Una nueva variante de COVID-19, identificada como BA.3.2 y apodada “Cicada”, comenzó a ganar presencia a nivel global y ya se encuentra bajo vigilancia de la Organización Mundial de la Salud. Aunque circulaba de forma discreta desde hace tiempo, en las últimas semanas se detectó un aumento progresivo de casos.

De acuerdo con los Centros para el Control y la Prevención de Enfermedades (CDC), la variante muestra una expansión lenta pero sostenida. Actualmente fue identificada en más de 20 países y, en algunos de ellos, ya representa hasta el 30% de los contagios.
Las autoridades sanitarias la incorporaron a la categoría de “variantes en vigilancia”, lo que implica un seguimiento estrecho para evaluar su comportamiento, especialmente en relación con la capacidad de evadir la inmunidad generada por infecciones previas o por la vacunación.
El nombre “Cicada” hace referencia a un insecto que permanece oculto durante largos períodos, en alusión a la forma en que esta variante se mantuvo bajo el radar desde su detección inicial. Según explicó Robert Hopkins Jr., fue identificada por primera vez en un viajero que llegó a Estados Unidos en junio de 2025, aunque el primer caso confirmado en ese país se reportó en enero de este año.
A nivel mundial, el registro más temprano corresponde a Sudáfrica, en noviembre de 2024, mientras que el crecimiento comenzó a notarse a partir de septiembre de 2025. Desde entonces, también fue detectada en muestras de aguas residuales en múltiples regiones, lo que permitió seguir su expansión.

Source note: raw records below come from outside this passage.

// "Save drawing": PNG-encode the canvas and hand it to a file sink.
// Visual: nothing changes on the canvas; a drawing.png appears on disk.

use crate::error::{Error, Result};
use crate::surface::Surface;
use crate::types::PixelBuffer;
use image::codecs::png::PngEncoder;
use image::{ExtendedColorType, ImageEncoder};
use std::fs;
use std::path::{Path, PathBuf};

/// Every export lands under this name.
pub const EXPORT_FILENAME: &str = "drawing.png";

/// Somewhere an encoded image can be saved to.
pub trait ImageSink {
    /// Store `payload` as `filename`; returns where it ended up.
    fn save(&mut self, payload: &[u8], filename: &str) -> Result<PathBuf>;
}

/// Writes files into one directory (created on first save).
pub struct DirectorySink {
    dir: PathBuf,
}

impl DirectorySink {
    pub fn new(dir: impl Into<PathBuf>) -> Self {
        Self { dir: dir.into() }
    }

    pub fn dir(&self) -> &Path {
        &self.dir
    }
}

impl ImageSink for DirectorySink {
    fn save(&mut self, payload: &[u8], filename: &str) -> Result<PathBuf> {
        fs::create_dir_all(&self.dir)?;
        let path = self.dir.join(filename);
        fs::write(&path, payload)?;
        Ok(path)
    }
}

/// Lossless RGBA PNG of `pixels`.
pub fn encode_png(pixels: &PixelBuffer) -> Result<Vec<u8>> {
    let mut out = Vec::new();
    PngEncoder::new(&mut out).write_image(
        pixels.as_bytes(),
        pixels.width(),
        pixels.height(),
        ExtendedColorType::Rgba8,
    )?;
    Ok(out)
}

/// Encode + save, reporting the first failure.
pub fn try_export_image<S, K>(surface: &S, sink: &mut K) -> Result<PathBuf>
where
    S: Surface + ?Sized,
    K: ImageSink + ?Sized,
{
    let png = surface.to_png()?;
    if png.is_empty() {
        return Err(Error::Export("encoder produced no bytes".into()));
    }
    sink.save(&png, EXPORT_FILENAME)
}

/// Export the canvas. Failures are logged and swallowed: the user simply
/// gets no file, the app keeps running.
pub fn export_image<S, K>(surface: &S, sink: &mut K) -> Option<PathBuf>
where
    S: Surface + ?Sized,
    K: ImageSink + ?Sized,
{
    match try_export_image(surface, sink) {
        Ok(path) => {
            tracing::info!(path = %path.display(), "saved drawing");
            Some(path)
        }
        Err(e) => {
            tracing::error!("Error saving drawing: {e}");
            None
        }
    }
}

#[cfg(test)]
mod tests {
    use super::*;
    use crate::surface::RasterSurface;
    use crate::types::{Point, Rgba};

    struct BrokenSink;

    impl ImageSink for BrokenSink {
        fn save(&mut self, _payload: &[u8], _filename: &str) -> Result<PathBuf> {
            Err(Error::Export("disk on fire".into()))
        }
    }

    #[test]
    fn export_writes_decodable_png_with_fixed_name() {
        let dir = tempfile::tempdir().unwrap();
        let mut surface = RasterSurface::new(32, 16).unwrap();
        surface.draw_line(Point::new(4.0, 8.0), Point::new(28.0, 8.0));

        let mut sink = DirectorySink::new(dir.path().join("out"));
        let path = export_image(&surface, &mut sink).expect("export should succeed");
        assert_eq!(path.file_name().unwrap(), EXPORT_FILENAME);

        let decoded = image::open(&path).unwrap().to_rgba8();
        assert_eq!(decoded.dimensions(), (32, 16));
        assert_eq!(decoded.get_pixel(16, 8).0, Rgba::BLACK.to_array());
        assert_eq!(decoded.get_pixel(16, 0).0, Rgba::TRANSPARENT.to_array());
    }

    #[test]
    fn second_export_overwrites_first() {
        let dir = tempfile::tempdir().unwrap();
        let mut surface = RasterSurface::new(8, 8).unwrap();
        let mut sink = DirectorySink::new(dir.path());
        let first = export_image(&surface, &mut sink).unwrap();

        surface.draw_line(Point::new(0.0, 4.0), Point::new(8.0, 4.0));
        let second = export_image(&surface, &mut sink).unwrap();
        assert_eq!(first, second);
        let decoded = image::open(&second).unwrap().to_rgba8();
        assert_eq!(decoded.get_pixel(4, 4).0, Rgba::BLACK.to_array());
    }

    #[test]
    fn failing_sink_is_swallowed() {
        let surface = RasterSurface::new(8, 8).unwrap();
        assert!(export_image(&surface, &mut BrokenSink).is_none());
        assert!(matches!(
            try_export_image(&surface, &mut BrokenSink),
            Err(Error::Export(_))
        ));
    }

    #[test]
    fn unwritable_directory_is_swallowed() {
        let dir = tempfile::tempdir().unwrap();
        let blocker = dir.path().join("file");
        fs::write(&blocker, b"not a dir").unwrap();

        let surface = RasterSurface::new(8, 8).unwrap();
        let mut sink = DirectorySink::new(blocker.join("nested"));
        assert!(export_image(&surface, &mut sink).is_none());
    }
}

Uno de los aspectos que más preocupa a los especialistas es su perfil genético: BA.3.2 presenta entre 70 y 75 mutaciones, una cifra elevada en comparación con variantes anteriores del virus COVID-19.
Pese a su avance, todavía no es la variante predominante. En Estados Unidos, por ejemplo, representa alrededor del 3,7% de las muestras analizadas, mientras que otras cepas como XFG continúan liderando la circulación.
Los expertos advierten que aún es incierto si “Cicada” logrará imponerse como la variante dominante. No obstante, remarcan que factores como la baja cobertura de vacunación y la disminución de medidas de prevención podrían favorecer su propagación en los próximos meses.